Black women in the survey also said they feel a recession, crime and violence and climate change will impact their lives in the future. Reducing gun violence, protecting reproductive freedom including abortion rights, and standing up against racism and discrimination make up Black women’s top three issues.”
According to a new survey from The Highland Project, 61 percent of Black women are dissatisfied with the direction of the country, especially in regards to the economy, racism, gun violence, reproductive rights, and climate change. Daniels’ article considers this in the context of the upcoming 2024 presidential election and features individuals urging President Biden and Democrats to “engage with” Black women by listening to their issues ASAP and offering “caregiver-centered” agendas—actionable plans for Black women who’ve cared for not only their families and communities, but the nation at-large. As Daniels writes, “the poll found that Black women’s support for Biden has decreased by 20 points since his election, with 69 percent of Millennial and Gen Z voters reporting they are dissatisfied with the direction the country is going.”
A popular breast cancer genomic test underestimates risks for Black women
STAT, Nathalie McDowell Johnson, M.D., FACS
For at least the past 15 years, most health systems across the U.S., including prestigious cancer centers, offer women with early-stage ER+ breast cancer a genomic test that analyzes the signals of 21 genes in their tumor to determine the risk of recurrence. The resulting “risk score” influences a clinician’s treatment recommendations, including whether to prescribe chemotherapy.
However, recent research has concluded this commonly used 21-gene recurrence score is less accurate for Black women. In particular, many Black women are being told they have a low risk of their cancer returning after treatment, when they may have an aggressive form of cancer that requires more rigorous therapy. The reasons for this are not surprising: Black women with breast cancer are underrepresented in research trials, and this remains evident in genomic trials and treatment paradigm development as well.
In an op-ed for STAT, surgical oncologist Dr. Nathalie McDowell Johnson explained how a common test used to determine the risk of recurrence of early-stage ER+ breast cancer fails to accurately assess Black women. Keep in mind that Black women are already disproportionately impacted by this disease, dying at a much higher rate (41% higher) than their white counterparts despite having similar incidence rates. What stood out most to me about Dr. Johnson’s essay is that data showing the test’s inefficiency and discrepancies has been known since 2018. That means for the past five years, many Black women have been misdirected for a debilitating disease that we’re more likely to die from and be diagnosed at a younger age with a more advanced stage of the disease.
I also appreciate how relatively comprehensible this essay is. I don’t have a medical background or know-how and was still able to understand the significance of this test and the implications of its inadequacy. Plus, Dr. Johnson tied in a couple quotations from non-medical contexts that really helped to paint the big picture. Case in point: “We women of color have knowledge. But as motivational speaker Eric Thomas says, ‘Knowledge isn’t power. Applied knowledge is power.’ We have to apply this knowledge to make substantive change.”

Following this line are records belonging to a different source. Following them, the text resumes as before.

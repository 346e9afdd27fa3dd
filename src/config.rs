//! Layered configuration for the narrator server.
//!
//! Values resolve in this order, later layers winning:
//! 1. built-in defaults
//! 2. `narrator.toml` (explicit `--config`, then `./narrator.toml`, then the
//!    user config dir)
//! 3. environment (a `.env` file is loaded into the environment by `main`)
//! 4. CLI flags
//!
//! # Configuration File Format
//!
//! ```toml
//! [server]
//! host = "127.0.0.1"
//! port = 3001
//!
//! [scripts]
//! python = "python3"
//! dir = "/opt/narrator/scripts"
//! output_dir = "/var/lib/narrator"
//! timeout_secs = 900
//!
//! [github]
//! api_url = "https://api.github.com"
//! app_id = "123456"
//! private_key_path = "/etc/narrator/app.pem"
//! pr_welcome_message = "Thanks for opening a new PR!"
//!
//! [updates]
//! capacity = 1024
//! ```

use std::path::{Path, PathBuf};
use std::time::Duration;

use serde::{Deserialize, Serialize};

use crate::errors::ConfigError;

pub const DEFAULT_PORT: u16 = 3001;
pub const DEFAULT_HOST: &str = "127.0.0.1";
pub const DEFAULT_GITHUB_API_URL: &str = "https://api.github.com";
pub const DEFAULT_SCRIPT_TIMEOUT_SECS: u64 = 900;
pub const DEFAULT_PENDING_CAPACITY: usize = 1024;
pub const DEFAULT_PR_WELCOME_MESSAGE: &str = "Thanks for opening a new PR! Please follow our contributing guidelines to make your PR easier to review.";

const CONFIG_FILE_NAME: &str = "narrator.toml";

// ── narrator.toml ─────────────────────────────────────────────────────

#[derive(Debug, Clone, Default, Serialize, Deserialize)]
pub struct ServerSection {
    #[serde(default)]
    pub host: Option<String>,
    #[serde(default)]
    pub port: Option<u16>,
}

#[derive(Debug, Clone, Default, Serialize, Deserialize)]
pub struct ScriptsSection {
    /// Interpreter used to run the analysis scripts
    #[serde(default)]
    pub python: Option<String>,
    /// Directory containing the analysis scripts
    #[serde(default)]
    pub dir: Option<PathBuf>,
    /// Root of the well-known output folders (defaults to the scripts dir)
    #[serde(default)]
    pub output_dir: Option<PathBuf>,
    #[serde(default)]
    pub timeout_secs: Option<u64>,
}

#[derive(Debug, Clone, Default, Serialize, Deserialize)]
pub struct GitHubSection {
    #[serde(default)]
    pub api_url: Option<String>,
    #[serde(default)]
    pub app_id: Option<String>,
    #[serde(default)]
    pub private_key_path: Option<PathBuf>,
    #[serde(default)]
    pub pr_welcome_message: Option<String>,
}

#[derive(Debug, Clone, Default, Serialize, Deserialize)]
pub struct UpdatesSection {
    #[serde(default)]
    pub capacity: Option<usize>,
}

/// Parsed `narrator.toml`. Secrets are deliberately not accepted here.
#[derive(Debug, Clone, Default, Serialize, Deserialize)]
pub struct NarratorToml {
    #[serde(default)]
    pub server: ServerSection,
    #[serde(default)]
    pub scripts: ScriptsSection,
    #[serde(default)]
    pub github: GitHubSection,
    #[serde(default)]
    pub updates: UpdatesSection,
}

impl NarratorToml {
    pub fn load(path: &Path) -> Result<Self, ConfigError> {
        let content = std::fs::read_to_string(path).map_err(|source| ConfigError::Read {
            path: path.to_path_buf(),
            source,
        })?;
        Self::parse(&content).map_err(|source| ConfigError::Parse {
            path: path.to_path_buf(),
            source,
        })
    }

    pub fn parse(content: &str) -> Result<Self, toml::de::Error> {
        toml::from_str(content)
    }

    /// Find the config file to use. An explicit path must exist; the implicit
    /// locations are optional.
    pub fn discover(explicit: Option<&Path>) -> Result<Option<(PathBuf, Self)>, ConfigError> {
        if let Some(path) = explicit {
            return Ok(Some((path.to_path_buf(), Self::load(path)?)));
        }

        let mut candidates = vec![PathBuf::from(CONFIG_FILE_NAME)];
        if let Some(dir) = dirs::config_dir() {
            candidates.push(dir.join("narrator").join(CONFIG_FILE_NAME));
        }

        for candidate in candidates {
            if candidate.is_file() {
                let parsed = Self::load(&candidate)?;
                return Ok(Some((candidate, parsed)));
            }
        }
        Ok(None)
    }
}

// ── Resolved configuration ────────────────────────────────────────────

/// GitHub App identity used to mint installation tokens.
#[derive(Clone)]
pub struct AppCredentials {
    pub app_id: String,
    pub private_key_pem: String,
}

impl std::fmt::Debug for AppCredentials {
    fn fmt(&self, f: &mut std::fmt::Formatter<'_>) -> std::fmt::Result {
        f.debug_struct("AppCredentials")
            .field("app_id", &self.app_id)
            .field("private_key_pem", &"<redacted>")
            .finish()
    }
}

/// Well-known folders the analysis scripts write into.
#[derive(Debug, Clone, PartialEq, Eq)]
pub struct OutputLayout {
    pub readme_dir: PathBuf,
    pub comments_dir: PathBuf,
    pub callgraph_dir: PathBuf,
    pub function_summaries_dir: PathBuf,
    pub repo_analysis_dir: PathBuf,
}

impl OutputLayout {
    pub fn under(root: &Path) -> Self {
        Self {
            readme_dir: root.join("README_FOLDER"),
            comments_dir: root.join("COMMENTED_CODE"),
            callgraph_dir: root.join("CALLGRAPHS_FOLDER"),
            function_summaries_dir: root.join("FUNCTION_SUMMARIES_FOLDER"),
            repo_analysis_dir: root.join("REPO_ANALYSIS_FOLDER"),
        }
    }
}

/// CLI flags that override every other layer.
#[derive(Debug, Clone, Default)]
pub struct CliOverrides {
    pub host: Option<String>,
    pub port: Option<u16>,
    pub python: Option<String>,
    pub scripts_dir: Option<PathBuf>,
    pub dev_mode: bool,
}

/// Effective runtime configuration.
#[derive(Debug, Clone)]
pub struct NarratorConfig {
    pub host: String,
    pub port: u16,
    pub dev_mode: bool,
    pub python_cmd: String,
    pub scripts_dir: PathBuf,
    pub output: OutputLayout,
    pub script_timeout: Duration,
    pub pending_capacity: usize,
    pub github_api_url: String,
    pub github_token: Option<String>,
    pub huggingface_token: Option<String>,
    pub webhook_secret: Option<String>,
    pub app: Option<AppCredentials>,
    pub pr_welcome_message: String,
    /// Config file that contributed to this configuration, if any
    pub source_file: Option<PathBuf>,
}

impl Default for NarratorConfig {
    fn default() -> Self {
        let scripts_dir = PathBuf::from(".");
        Self {
            host: DEFAULT_HOST.to_string(),
            port: DEFAULT_PORT,
            dev_mode: false,
            python_cmd: "python3".to_string(),
            output: OutputLayout::under(&scripts_dir),
            scripts_dir,
            script_timeout: Duration::from_secs(DEFAULT_SCRIPT_TIMEOUT_SECS),
            pending_capacity: DEFAULT_PENDING_CAPACITY,
            github_api_url: DEFAULT_GITHUB_API_URL.to_string(),
            github_token: None,
            huggingface_token: None,
            webhook_secret: None,
            app: None,
            pr_welcome_message: DEFAULT_PR_WELCOME_MESSAGE.to_string(),
            source_file: None,
        }
    }
}

impl NarratorConfig {
    /// Load configuration from the config file, the process environment and
    /// CLI overrides.
    pub fn load(config_file: Option<&Path>, cli: CliOverrides) -> Result<Self, ConfigError> {
        let file = NarratorToml::discover(config_file)?;
        Self::resolve(file, |key| std::env::var(key).ok(), cli)
    }

    /// Resolve configuration from explicit layers. `env` looks up a variable
    /// by name so tests don't have to touch the process environment.
    pub fn resolve<F>(
        file: Option<(PathBuf, NarratorToml)>,
        env: F,
        cli: CliOverrides,
    ) -> Result<Self, ConfigError>
    where
        F: Fn(&str) -> Option<String>,
    {
        let env = |key: &str| env(key).filter(|v| !v.trim().is_empty());
        let mut config = Self::default();
        let mut explicit_output_dir = None;

        let (source_file, toml) = match file {
            Some((path, toml)) => (Some(path), toml),
            None => (None, NarratorToml::default()),
        };
        config.source_file = source_file;

        // file layer
        if let Some(host) = toml.server.host {
            config.host = host;
        }
        if let Some(port) = toml.server.port {
            config.port = port;
        }
        if let Some(python) = toml.scripts.python {
            config.python_cmd = python;
        }
        if let Some(dir) = toml.scripts.dir {
            config.scripts_dir = dir;
        }
        if let Some(dir) = toml.scripts.output_dir {
            explicit_output_dir = Some(dir);
        }
        if let Some(secs) = toml.scripts.timeout_secs {
            config.script_timeout = Duration::from_secs(secs);
        }
        if let Some(capacity) = toml.updates.capacity {
            config.pending_capacity = capacity;
        }
        if let Some(url) = toml.github.api_url {
            config.github_api_url = url;
        }
        if let Some(message) = toml.github.pr_welcome_message {
            config.pr_welcome_message = message;
        }
        let mut app_id = toml.github.app_id;
        let mut private_key_path = toml.github.private_key_path;

        // environment layer
        if let Some(host) = env("NARRATOR_HOST") {
            config.host = host;
        }
        if let Some(port) = env("NARRATOR_PORT") {
            config.port = port.parse().map_err(|_| ConfigError::InvalidValue {
                key: "NARRATOR_PORT",
                message: format!("'{}' is not a valid port", port),
            })?;
        }
        if let Some(python) = env("NARRATOR_PYTHON") {
            config.python_cmd = python;
        }
        if let Some(dir) = env("NARRATOR_SCRIPTS_DIR") {
            config.scripts_dir = PathBuf::from(dir);
        }
        if let Some(dir) = env("NARRATOR_OUTPUT_DIR") {
            explicit_output_dir = Some(PathBuf::from(dir));
        }
        if let Some(secs) = env("NARRATOR_SCRIPT_TIMEOUT_SECS") {
            let secs: u64 = secs.parse().map_err(|_| ConfigError::InvalidValue {
                key: "NARRATOR_SCRIPT_TIMEOUT_SECS",
                message: format!("'{}' is not a number of seconds", secs),
            })?;
            config.script_timeout = Duration::from_secs(secs);
        }
        if let Some(url) = env("GITHUB_API_URL") {
            config.github_api_url = url;
        }
        config.github_token = env("GITHUB_TOKEN");
        config.huggingface_token = env("HUGGINGFACE_TOKEN");
        config.webhook_secret = env("WEBHOOK_SECRET");
        if let Some(id) = env("APP_ID") {
            app_id = Some(id);
        }
        if let Some(path) = env("PRIVATE_KEY_PATH") {
            private_key_path = Some(PathBuf::from(path));
        }

        // An inline key wins over a key file.
        let private_key_pem = match env("PRIVATE_KEY") {
            Some(inline) => Some(normalize_pem(&inline)),
            None => match private_key_path {
                Some(path) => Some(std::fs::read_to_string(&path).map_err(|source| {
                    ConfigError::PrivateKey { path, source }
                })?),
                None => None,
            },
        };
        config.app = match (app_id, private_key_pem) {
            (Some(app_id), Some(private_key_pem)) => Some(AppCredentials {
                app_id,
                private_key_pem,
            }),
            _ => None,
        };

        // CLI layer
        if let Some(host) = cli.host {
            config.host = host;
        }
        if let Some(port) = cli.port {
            config.port = port;
        }
        if let Some(python) = cli.python {
            config.python_cmd = python;
        }
        if let Some(dir) = cli.scripts_dir {
            config.scripts_dir = dir;
        }
        config.dev_mode = cli.dev_mode;

        let output_root = explicit_output_dir.unwrap_or_else(|| config.scripts_dir.clone());
        config.output = OutputLayout::under(&output_root);

        if config.pending_capacity == 0 {
            return Err(ConfigError::InvalidValue {
                key: "updates.capacity",
                message: "must be at least 1".into(),
            });
        }

        Ok(config)
    }

    /// Socket address string the server binds to.
    pub fn bind_addr(&self) -> String {
        format!("{}:{}", self.host, self.port)
    }

    /// Validate the configuration and return any warnings.
    pub fn validate(&self) -> Vec<String> {
        let mut warnings = Vec::new();

        if !self.scripts_dir.is_dir() {
            warnings.push(format!(
                "Scripts directory '{}' does not exist",
                self.scripts_dir.display()
            ));
        }
        if self.app.is_none() {
            warnings.push(
                "GitHub App credentials (APP_ID + PRIVATE_KEY/PRIVATE_KEY_PATH) are not set; pushing to GitHub is disabled"
                    .to_string(),
            );
        }
        if self.webhook_secret.is_none() {
            warnings.push("WEBHOOK_SECRET is not set; webhook deliveries will be rejected".to_string());
        }
        if self.github_token.is_none() {
            warnings.push(
                "GITHUB_TOKEN is not set; repository metadata requests are unauthenticated and rate limited"
                    .to_string(),
            );
        }
        if self.huggingface_token.is_none() {
            warnings.push("HUGGINGFACE_TOKEN is not set; llama inference may fail".to_string());
        }

        warnings
    }

    /// Key/value view of the effective configuration with secrets redacted.
    pub fn summary(&self) -> Vec<(&'static str, String)> {
        fn secret(value: &Option<String>) -> String {
            match value {
                Some(_) => "<set>".to_string(),
                None => "<unset>".to_string(),
            }
        }

        vec![
            (
                "config_file",
                self.source_file
                    .as_ref()
                    .map(|p| p.display().to_string())
                    .unwrap_or_else(|| "<none>".to_string()),
            ),
            ("bind", self.bind_addr()),
            ("dev_mode", self.dev_mode.to_string()),
            ("python", self.python_cmd.clone()),
            ("scripts_dir", self.scripts_dir.display().to_string()),
            ("readme_dir", self.output.readme_dir.display().to_string()),
            ("comments_dir", self.output.comments_dir.display().to_string()),
            ("callgraph_dir", self.output.callgraph_dir.display().to_string()),
            ("script_timeout_secs", self.script_timeout.as_secs().to_string()),
            ("pending_capacity", self.pending_capacity.to_string()),
            ("github_api_url", self.github_api_url.clone()),
            ("github_token", secret(&self.github_token)),
            ("huggingface_token", secret(&self.huggingface_token)),
            ("webhook_secret", secret(&self.webhook_secret)),
            (
                "app_id",
                self.app
                    .as_ref()
                    .map(|a| a.app_id.clone())
                    .unwrap_or_else(|| "<unset>".to_string()),
            ),
        ]
    }
}

/// Keys pasted into a single-line env var usually carry literal `\n`.
fn normalize_pem(raw: &str) -> String {
    raw.trim().replace("\\n", "\n")
}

‘Brickgate’ revives an age-old argument between Black men and women
NBC News, Claretta Bellamy and Uwa Ede-Osifo
“Brickgate” points to a familiar pattern of backlash hurled at Black women when they publicly denounce harm from Black men. And while it appeared to be an isolated act of violence, the back-and-forth from detractors and supporters of Osman represents long-simmering tensions between Black women and men that now play out on social media. The source of that continued tension, experts say, is unaddressed anguish from both Black men who deal with rigid views of masculinity and Black women who feel neglected in light of demeaning stereotypes pinned to them.

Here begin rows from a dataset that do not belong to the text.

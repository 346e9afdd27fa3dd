//! Resolution of files written by the analysis scripts.
//!
//! Scripts announce where they wrote their output, but the announcement is
//! not always reliable, so every lookup walks the same chain:
//! 1. the path the script printed, if it can be read
//! 2. the standard path inside the well-known output folder
//! 3. a scan of that folder, one glob pattern at a time, newest file first

use std::path::{Path, PathBuf};
use std::time::SystemTime;

use glob::Pattern;
use serde::Serialize;

use crate::config::OutputLayout;
use crate::errors::ArtifactError;

/// README flavours and the file-name prefix each one is saved under.
#[derive(Debug, Clone, Copy, PartialEq, Eq)]
pub enum ReadmeVariant {
    WithCallgraph,
    Simple,
    Llama,
}

impl ReadmeVariant {
    pub fn prefix(self) -> &'static str {
        match self {
            ReadmeVariant::WithCallgraph => "",
            ReadmeVariant::Simple => "simple_",
            ReadmeVariant::Llama => "llama_",
        }
    }

    /// Value of the `type` field returned to the browser.
    pub fn label(self) -> &'static str {
        match self {
            ReadmeVariant::WithCallgraph => "with-callgraph",
            ReadmeVariant::Simple => "without-callgraph",
            ReadmeVariant::Llama => "llama-inference",
        }
    }
}

/// Where a located artifact came from.
#[derive(Debug, Clone, Copy, PartialEq, Eq)]
pub enum Resolution {
    Direct,
    Standard,
    Scan,
}

/// A lookup: candidate paths plus scan patterns for the fallback.
#[derive(Debug, Clone, Default)]
pub struct ArtifactQuery {
    pub direct: Option<PathBuf>,
    pub standard: Option<PathBuf>,
    pub scan_dir: PathBuf,
    /// File-name glob patterns, highest priority first
    pub patterns: Vec<String>,
}

impl ArtifactQuery {
    pub fn with_direct(mut self, direct: Option<PathBuf>) -> Self {
        self.direct = direct;
        self
    }

    /// `README_FOLDER/{prefix}{repo}.md`
    pub fn readme(layout: &OutputLayout, repo: &str, variant: ReadmeVariant) -> Self {
        let file_name = format!("{}{}.md", variant.prefix(), repo);
        Self {
            direct: None,
            standard: Some(layout.readme_dir.join(&file_name)),
            scan_dir: layout.readme_dir.clone(),
            patterns: vec![Pattern::escape(&file_name)],
        }
    }

    /// `COMMENTED_CODE/commented_{basename}`, falling back to any commented file.
    pub fn commented(layout: &OutputLayout, original_path: Option<&str>) -> Self {
        let mut patterns = Vec::new();
        let mut standard = None;
        if let Some(base) = original_path.and_then(file_basename) {
            let expected = format!("commented_{}", base);
            standard = Some(layout.comments_dir.join(&expected));
            patterns.push(Pattern::escape(&expected));
            patterns.push(format!("commented_*{}*", Pattern::escape(base)));
        }
        patterns.push("commented_*.py".to_string());
        Self {
            direct: None,
            standard,
            scan_dir: layout.comments_dir.clone(),
            patterns,
        }
    }

    /// `CALLGRAPHS_FOLDER/{repo}.dot`, then `{repo}*.dot`
    pub fn callgraph(layout: &OutputLayout, repo: &str) -> Self {
        let escaped = Pattern::escape(repo);
        Self {
            direct: None,
            standard: Some(layout.callgraph_dir.join(format!("{}.dot", repo))),
            scan_dir: layout.callgraph_dir.clone(),
            patterns: vec![format!("{}.dot", escaped), format!("{}*.dot", escaped)],
        }
    }
}

/// A resolved artifact and its contents.
#[derive(Debug, Clone, PartialEq, Eq)]
pub struct Located {
    pub path: PathBuf,
    pub content: String,
    pub resolution: Resolution,
}

impl Located {
    pub fn file_name(&self) -> String {
        self.path
            .file_name()
            .map(|n| n.to_string_lossy().to_string())
            .unwrap_or_default()
    }
}

/// Walk the resolution chain for `query`.
pub fn locate(query: &ArtifactQuery) -> Result<Located, ArtifactError> {
    let mut tried = 0;

    for (candidate, resolution) in [
        (query.direct.as_ref(), Resolution::Direct),
        (query.standard.as_ref(), Resolution::Standard),
    ] {
        let Some(path) = candidate else { continue };
        tried += 1;
        match std::fs::read_to_string(path) {
            Ok(content) => {
                tracing::debug!(path = %path.display(), ?resolution, "Resolved artifact");
                return Ok(Located {
                    path: path.clone(),
                    content,
                    resolution,
                });
            }
            Err(e) => {
                tracing::debug!(path = %path.display(), error = %e, "Artifact candidate not readable");
            }
        }
    }

    for pattern in &query.patterns {
        tried += 1;
        if let Some(path) = newest_match(&query.scan_dir, pattern)? {
            let content = std::fs::read_to_string(&path).map_err(|source| ArtifactError::Read {
                path: path.clone(),
                source,
            })?;
            tracing::info!(
                path = %path.display(),
                pattern = %pattern,
                "Resolved artifact by directory scan"
            );
            return Ok(Located {
                path,
                content,
                resolution: Resolution::Scan,
            });
        }
    }

    Err(ArtifactError::NotFound { tried })
}

/// Most recently modified file in `dir` whose name matches `pattern`.
/// A missing directory yields `None`.
pub fn newest_match(dir: &Path, pattern: &str) -> Result<Option<PathBuf>, ArtifactError> {
    if !dir.is_dir() {
        return Ok(None);
    }

    let full = format!("{}/{}", Pattern::escape(&dir.to_string_lossy()), pattern);
    let entries = glob::glob(&full).map_err(|source| ArtifactError::Pattern {
        pattern: full.clone(),
        source,
    })?;

    let newest = entries
        .filter_map(|entry| entry.ok())
        .filter(|path| path.is_file())
        .map(|path| {
            let modified = std::fs::metadata(&path)
                .and_then(|m| m.modified())
                .unwrap_or(SystemTime::UNIX_EPOCH);
            (modified, path)
        })
        .max_by(|a, b| a.0.cmp(&b.0));

    Ok(newest.map(|(_, path)| path))
}

fn file_basename(path: &str) -> Option<&str> {
    path.rsplit(['/', '\\']).next().filter(|s| !s.is_empty())
}

// ── Analysis files ────────────────────────────────────────────────────

/// Which intermediate analysis outputs exist for a repository.
#[derive(Debug, Clone, Copy, Default, PartialEq, Eq, Serialize)]
#[serde(rename_all = "camelCase")]
pub struct AnalysisFiles {
    pub repo_analysis: bool,
    pub function_summaries: bool,
    pub callgraph: bool,
}

impl AnalysisFiles {
    pub fn probe(layout: &OutputLayout, repo: &str) -> Self {
        Self {
            repo_analysis: layout.repo_analysis_dir.join(format!("{}.json", repo)).is_file(),
            function_summaries: function_summaries_path(layout, repo).is_file(),
            callgraph: layout.callgraph_dir.join(format!("{}.dot", repo)).is_file(),
        }
    }

    pub fn any(&self) -> bool {
        self.repo_analysis || self.function_summaries || self.callgraph
    }
}

pub fn function_summaries_path(layout: &OutputLayout, repo: &str) -> PathBuf {
    layout.function_summaries_dir.join(format!("{}.json", repo))
}

#[cfg(test)]
mod tests {
    use super::*;
    use std::fs::{self, File};
    use std::time::Duration;
    use tempfile::tempdir;

    fn touch(path: &Path, content: &str, age_secs: u64) {
        if let Some(parent) = path.parent() {
            fs::create_dir_all(parent).unwrap();
        }
        fs::write(path, content).unwrap();
        let mtime = SystemTime::now() - Duration::from_secs(age_secs);
        File::options()
            .write(true)
            .open(path)
            .unwrap()
            .set_modified(mtime)
            .unwrap();
    }

    #[test]
    fn test_direct_path_wins() {
        let dir = tempdir().unwrap();
        let layout = OutputLayout::under(dir.path());
        let direct = dir.path().join("elsewhere.md");
        touch(&direct, "direct", 0);
        touch(&layout.readme_dir.join("repo.md"), "standard", 0);

        let query = ArtifactQuery::readme(&layout, "repo", ReadmeVariant::WithCallgraph)
            .with_direct(Some(direct.clone()));
        let found = locate(&query).unwrap();
        assert_eq!(found.resolution, Resolution::Direct);
        assert_eq!(found.content, "direct");
        assert_eq!(found.path, direct);
    }

    #[test]
    fn test_unreadable_direct_falls_back_to_standard() {
        let dir = tempdir().unwrap();
        let layout = OutputLayout::under(dir.path());
        touch(&layout.readme_dir.join("simple_repo.md"), "# Simple", 0);

        let query = ArtifactQuery::readme(&layout, "repo", ReadmeVariant::Simple)
            .with_direct(Some(dir.path().join("missing.md")));
        let found = locate(&query).unwrap();
        assert_eq!(found.resolution, Resolution::Standard);
        assert_eq!(found.content, "# Simple");
        assert_eq!(found.file_name(), "simple_repo.md");
    }

    #[test]
    fn test_scan_picks_newest_match() {
        let dir = tempdir().unwrap();
        let layout = OutputLayout::under(dir.path());
        touch(&layout.callgraph_dir.join("repo_old.dot"), "old", 100);
        touch(&layout.callgraph_dir.join("repo_new.dot"), "new", 1);
        touch(&layout.callgraph_dir.join("other.dot"), "other", 0);

        let found = locate(&ArtifactQuery::callgraph(&layout, "repo")).unwrap();
        assert_eq!(found.resolution, Resolution::Scan);
        assert_eq!(found.content, "new");
    }

    #[test]
    fn test_scan_respects_pattern_priority_over_recency() {
        let dir = tempdir().unwrap();
        let layout = OutputLayout::under(dir.path());
        touch(&layout.comments_dir.join("commented_x_main.py"), "partial", 50);
        touch(&layout.comments_dir.join("commented_other.py"), "newest", 0);

        // no exact commented_main.py, so the standard path misses
        let found = locate(&ArtifactQuery::commented(&layout, Some("src/main.py"))).unwrap();
        assert_eq!(found.resolution, Resolution::Scan);
        assert_eq!(found.content, "partial");
    }

    #[test]
    fn test_commented_without_file_uses_any_python_file() {
        let dir = tempdir().unwrap();
        let layout = OutputLayout::under(dir.path());
        touch(&layout.comments_dir.join("commented_a.py"), "a", 30);
        touch(&layout.comments_dir.join("commented_b.py"), "b", 2);
        touch(&layout.comments_dir.join("commented_c.txt"), "c", 0);

        let query = ArtifactQuery::commented(&layout, None);
        assert!(query.standard.is_none());
        let found = locate(&query).unwrap();
        assert_eq!(found.content, "b");
    }

    #[test]
    fn test_commented_standard_path_uses_basename() {
        let dir = tempdir().unwrap();
        let layout = OutputLayout::under(dir.path());
        let query = ArtifactQuery::commented(&layout, Some("pkg/sub/util.py"));
        assert_eq!(
            query.standard,
            Some(layout.comments_dir.join("commented_util.py"))
        );
        assert_eq!(query.patterns[0], "commented_util.py");
        assert_eq!(query.patterns[1], "commented_*util.py*");
    }

    #[test]
    fn test_missing_directory_is_not_found() {
        let dir = tempdir().unwrap();
        let layout = OutputLayout::under(&dir.path().join("nothing-here"));
        let err = locate(&ArtifactQuery::callgraph(&layout, "repo")).unwrap_err();
        assert!(matches!(err, ArtifactError::NotFound { tried: 3 }));
    }

    #[test]
    fn test_repo_names_with_glob_characters_are_escaped() {
        let dir = tempdir().unwrap();
        let layout = OutputLayout::under(dir.path());
        touch(&layout.callgraph_dir.join("rxyz.dot"), "wrong", 0);

        let pattern = format!("{}.dot", Pattern::escape("r[x]yz"));
        assert!(newest_match(&layout.callgraph_dir, &pattern).unwrap().is_none());
        assert!(locate(&ArtifactQuery::callgraph(&layout, "r[x]yz")).is_err());
    }

    #[test]
    fn test_readme_variants() {
        assert_eq!(ReadmeVariant::WithCallgraph.prefix(), "");
        assert_eq!(ReadmeVariant::Simple.label(), "without-callgraph");
        assert_eq!(ReadmeVariant::Llama.prefix(), "llama_");
    }

    #[test]
    fn test_analysis_files_probe() {
        let dir = tempdir().unwrap();
        let layout = OutputLayout::under(dir.path());
        assert!(!AnalysisFiles::probe(&layout, "repo").any());

        touch(&function_summaries_path(&layout, "repo"), "{}", 0);
        let files = AnalysisFiles::probe(&layout, "repo");
        assert!(files.function_summaries);
        assert!(!files.repo_analysis);
        assert!(files.any());

        let json = serde_json::to_value(files).unwrap();
        assert_eq!(json["functionSummaries"], true);
        assert_eq!(json["repoAnalysis"], false);
    }
}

NBC News reporters Claretta Bellamy and Uwa Ede-Osifo dove deep into “long-simmering tensions between Black women and men,” threading incisive reporting and nuanced context with apt examples from politics (Anita Hill’s accusing then-Supreme Court nominee Clarence Thomas of sexual assault in 1991) to music (Megan Thee Stallion being shot by Tory Lanez in 2020) to books (the Black women’s “literary renaissance” in the 1970s that included titles grappling with this theme, like in “The Color Purple” and “I Know Why the Caged Bird Sings.”) Bellamy and Ede-Osifo also noted the disproportionate rates of domestic violence and gendered racial stereotypes that Black women experience.
Several professors of Black studies, gender studies, and human developments also shared where they feel the tensions stem from and why they persist, like how marrying to strengthen previously severed family units led to the internalization of destructive Western understandings of patriarchy. (I also discovered The Black Man Project, an organization that provides group therapy for Black male youth.) Their takeaway? An ongoing, in-depth conversation is between Black women and men is long overdue.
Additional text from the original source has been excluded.